Sipos came to The James in 2008 and has since made her own mark. She serves as the director of the Benign Thyroid Disorders Program while teaching medical school students and seeing patients in clinic. She is also recognized as a world leader in neck ultrasonography with a focus on the use of ultrasound to determine if a nodule in the thyroid is benign or is cancerous and needs to be removed.

“We are using ultrasound in the diagnosis of patients with thyroid cancer and to guide our biopsies, and after surgery, we use it to follow for the reoccurrence of cancer,” Sipos says. “And now I’m using it to look at vocal cord function after surgery and treatment.”

Sipos is also a member of the International Thyroid Nodule Ultrasound Working Group, which is tasked with “creating a universal language and guide to describe the nodules we see on ultrasounds as a way to grade and evaluate their appearance and risk of malignancy. This will help physicians determine whether to biopsy and how often to surveil.”

With her participation in this international group, Sipos is continuing what Mazzaferri started.

“In 1994, Ernie and Sissy Jhiang wrote the seminal paper on how to manage thyroid cancer patients. Their paper set the stage for all of us and now we’re fine-tuning what they discovered,” she says. “Now I’m here at Ohio State and I’m working with Sissy on some research projects.

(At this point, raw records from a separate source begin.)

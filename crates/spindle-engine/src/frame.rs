//! Frame controller: owns the per-frame pipeline and its lifecycle.
//!
//! ```text
//! Uninitialized --init--> Ready --render_frame--> RenderingFrame --ok--> Ready
//!                           |                           |
//!                       shutdown                      error
//!                           v                           v
//!                       Terminated <--------------------+
//! ```
//!
//! Each frame runs, in order: clear, input sample, animation update, pointer
//! normalization, parameter upload, draws, present.

use std::collections::HashMap;
use std::fmt;

use crate::animation::AnimationState;
use crate::backend::{ClearFlags, GraphicsBackend};
use crate::error::{RenderError, Result};
use crate::input::{InputSample, InputSource};
use crate::mesh::{Mesh, MeshId, MeshStore};
use crate::projection::{ProjectionManager, ViewportState};
use crate::scene::SceneDesc;
use crate::shader::{ParamHandle, ShaderProgram};

/// Uniform names driven by [`AnimationState`].
pub const ALPHA_PARAM: &str = "alpha";
pub const BETA_PARAM: &str = "beta";
pub const MOUSE_PARAM: &str = "mouse";

#[derive(Debug, Copy, Clone, Eq, PartialEq)]
pub enum FrameState {
    Uninitialized,
    Ready,
    RenderingFrame,
    Terminated,
}

impl FrameState {
    fn describe(self) -> &'static str {
        match self {
            FrameState::Uninitialized => "uninitialized",
            FrameState::Ready => "ready",
            FrameState::RenderingFrame => "rendering a frame",
            FrameState::Terminated => "terminated",
        }
    }
}

impl fmt::Display for FrameState {
    fn fmt(&self, f: &mut fmt::Formatter<'_>) -> fmt::Result {
        f.write_str(self.describe())
    }
}

/// Animation parameters a program declares; absent ones stay `None`.
#[derive(Debug, Copy, Clone, Default)]
struct AnimationHandles {
    alpha: Option<ParamHandle>,
    beta: Option<ParamHandle>,
    mouse: Option<ParamHandle>,
}

#[derive(Debug)]
struct ProgramSlot {
    name: String,
    program: ShaderProgram,
    handles: AnimationHandles,
}

#[derive(Debug, Copy, Clone)]
struct ResolvedDraw {
    mesh: MeshId,
    program: usize,
}

/// Drives one scene on one backend.
pub struct FrameController<B> {
    backend: B,
    scene: SceneDesc,
    state: FrameState,

    meshes: MeshStore,
    programs: Vec<ProgramSlot>,
    draws: Vec<ResolvedDraw>,

    animation: AnimationState,
    projection: ProjectionManager,
    viewport: Option<ViewportState>,

    frame_index: u64,
}

impl<B: GraphicsBackend> FrameController<B> {
    pub fn new(backend: B, scene: SceneDesc) -> Self {
        let projection = ProjectionManager::new(scene.projection);
        Self {
            backend,
            scene,
            state: FrameState::Uninitialized,
            meshes: MeshStore::new(),
            programs: Vec::new(),
            draws: Vec::new(),
            animation: AnimationState::new(),
            projection,
            viewport: None,
            frame_index: 0,
        }
    }

    /// Builds meshes, compiles programs and resolves draws.
    ///
    /// On failure the controller is terminated.
    pub fn init(&mut self) -> Result<()> {
        self.expect_state("init", &[FrameState::Uninitialized])?;

        match self.build_scene() {
            Ok(()) => {
                self.state = FrameState::Ready;
                log::info!(
                    "scene `{}` ready: {} mesh(es), {} program(s), {} draw(s)",
                    self.scene.name,
                    self.meshes.len(),
                    self.programs.len(),
                    self.draws.len()
                );
                Ok(())
            }
            Err(e) => Err(self.terminate("init", e)),
        }
    }

    /// Renders one frame from `input`.
    ///
    /// Any error terminates the controller; no partial frame is retried.
    pub fn render_frame<S>(&mut self, input: &S) -> Result<()>
    where
        S: InputSource + ?Sized,
    {
        self.expect_state("render_frame", &[FrameState::Ready])?;
        self.state = FrameState::RenderingFrame;

        match self.run_frame(input) {
            Ok(()) => {
                self.state = FrameState::Ready;
                self.frame_index += 1;
                Ok(())
            }
            Err(e) => Err(self.terminate("render_frame", e)),
        }
    }

    /// Applies a new viewport size.
    ///
    /// Allowed before `init` and between frames. A rejected size leaves the
    /// previous viewport in place.
    pub fn on_resize(&mut self, width: u32, height: u32) -> Result<()> {
        self.expect_state(
            "on_resize",
            &[FrameState::Uninitialized, FrameState::Ready],
        )?;

        let viewport = self.projection.on_resize(&mut self.backend, width, height)?;
        self.viewport = Some(viewport);
        Ok(())
    }

    pub fn shutdown(&mut self) {
        if self.state != FrameState::Terminated {
            log::info!(
                "scene `{}` shut down after {} frame(s)",
                self.scene.name,
                self.frame_index
            );
            self.state = FrameState::Terminated;
        }
    }

    #[inline]
    pub fn state(&self) -> FrameState {
        self.state
    }

    #[inline]
    pub fn animation(&self) -> &AnimationState {
        &self.animation
    }

    #[inline]
    pub fn viewport(&self) -> Option<&ViewportState> {
        self.viewport.as_ref()
    }

    #[inline]
    pub fn meshes(&self) -> &MeshStore {
        &self.meshes
    }

    /// Number of frames completed.
    #[inline]
    pub fn frame_index(&self) -> u64 {
        self.frame_index
    }

    pub fn scene(&self) -> &SceneDesc {
        &self.scene
    }

    /// Compiled program registered under `name`.
    pub fn program(&self, name: &str) -> Option<&ShaderProgram> {
        self.programs
            .iter()
            .find(|slot| slot.name == name)
            .map(|slot| &slot.program)
    }

    pub fn backend(&self) -> &B {
        &self.backend
    }

    pub fn backend_mut(&mut self) -> &mut B {
        &mut self.backend
    }

    fn expect_state(&self, operation: &'static str, allowed: &[FrameState]) -> Result<()> {
        if allowed.contains(&self.state) {
            Ok(())
        } else {
            Err(RenderError::InvalidState {
                operation,
                state: self.state.describe(),
            })
        }
    }

    fn terminate(&mut self, operation: &str, err: RenderError) -> RenderError {
        log::error!("{operation} failed, terminating: {err}");
        self.state = FrameState::Terminated;
        err
    }

    fn build_scene(&mut self) -> Result<()> {
        for desc in &self.scene.meshes {
            let mesh = Mesh::from_positions(&desc.positions, &desc.indices)?;
            self.meshes.insert(desc.name.clone(), mesh)?;
        }

        let mut by_name: HashMap<&str, usize> = HashMap::with_capacity(self.scene.programs.len());
        for desc in &self.scene.programs {
            if by_name.contains_key(desc.name.as_str()) {
                return Err(RenderError::InvalidScene(format!(
                    "duplicate program name `{}`",
                    desc.name
                )));
            }

            let program = ShaderProgram::compile(
                &mut self.backend,
                desc.vertex.as_str(),
                desc.fragment.as_str(),
            )
            .inspect_err(|e| {
                log::error!(
                    "program `{}` ({} + {}): {e}",
                    desc.name,
                    desc.vertex.origin,
                    desc.fragment.origin
                );
            })?;

            let handles = AnimationHandles {
                alpha: optional_param(&program, &desc.name, ALPHA_PARAM)?,
                beta: optional_param(&program, &desc.name, BETA_PARAM)?,
                mouse: optional_param(&program, &desc.name, MOUSE_PARAM)?,
            };

            by_name.insert(desc.name.as_str(), self.programs.len());
            self.programs.push(ProgramSlot {
                name: desc.name.clone(),
                program,
                handles,
            });
        }

        for draw in &self.scene.draws {
            let mesh = self.meshes.by_name(&draw.mesh).ok_or_else(|| {
                RenderError::InvalidScene(format!("draw references unknown mesh `{}`", draw.mesh))
            })?;
            let program = by_name.get(draw.program.as_str()).copied().ok_or_else(|| {
                RenderError::InvalidScene(format!(
                    "draw references unknown program `{}`",
                    draw.program
                ))
            })?;
            self.draws.push(ResolvedDraw {
                mesh: mesh.id(),
                program,
            });
        }

        self.animation = AnimationState::new();
        self.backend.set_clear_color(self.scene.clear_color);
        Ok(())
    }

    fn run_frame<S>(&mut self, input: &S) -> Result<()>
    where
        S: InputSource + ?Sized,
    {
        self.backend.clear(ClearFlags::COLOR | ClearFlags::DEPTH)?;

        let sample = InputSample::from_source(input);
        self.animation.update(&sample);
        self.animation
            .track_pointer(sample.pointer, self.viewport.as_ref());

        log::trace!(
            "frame {}: alpha {:.4} beta {:.4} pointer {:?}",
            self.frame_index,
            self.animation.alpha,
            self.animation.beta,
            self.animation.pointer
        );

        for slot in &self.programs {
            let AnimationHandles { alpha, beta, mouse } = slot.handles;
            if let Some(h) = alpha {
                slot.program
                    .set_parameter(&mut self.backend, h, self.animation.alpha)?;
            }
            if let Some(h) = beta {
                slot.program
                    .set_parameter(&mut self.backend, h, self.animation.beta)?;
            }
            if let Some(h) = mouse {
                slot.program
                    .set_parameter(&mut self.backend, h, self.animation.pointer)?;
            }
        }

        for draw in &self.draws {
            let mesh = self.meshes.get(draw.mesh).ok_or_else(|| {
                RenderError::InvalidScene(format!("mesh {} left the store", draw.mesh.raw()))
            })?;
            self.backend.set_shader(self.programs[draw.program].program.id())?;
            self.backend.render(mesh)?;
        }

        self.backend.present()
    }
}

/// Resolves `name`, mapping "not declared" to `None`.
fn optional_param(
    program: &ShaderProgram,
    program_name: &str,
    name: &str,
) -> Result<Option<ParamHandle>> {
    match program.parameter(name) {
        Ok(handle) => Ok(Some(handle)),
        Err(RenderError::UnknownParameter { .. }) => {
            log::debug!("program `{program_name}` does not declare `{name}`");
            Ok(None)
        }
        Err(e) => Err(e),
    }
}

We’re looking at how to reduce salivary gland damage in patients who need radioiodine therapy.”

The impact and influence of Ernie Mazzaferri remains strong at The James, and Sipos is determined to carry on his legacy with patients and with the young doctors she teaches and mentors.

“I still keep in touch with his family, and his son (Ernie Jr.) is a cardiologist at Ohio State,” Sipos says. “I learned so much from Ernie and now I want to pay it forward by creating opportunities for our younger doctors who are hungry and want to take it to the next level. I model what I do from what I learned from Ernie.”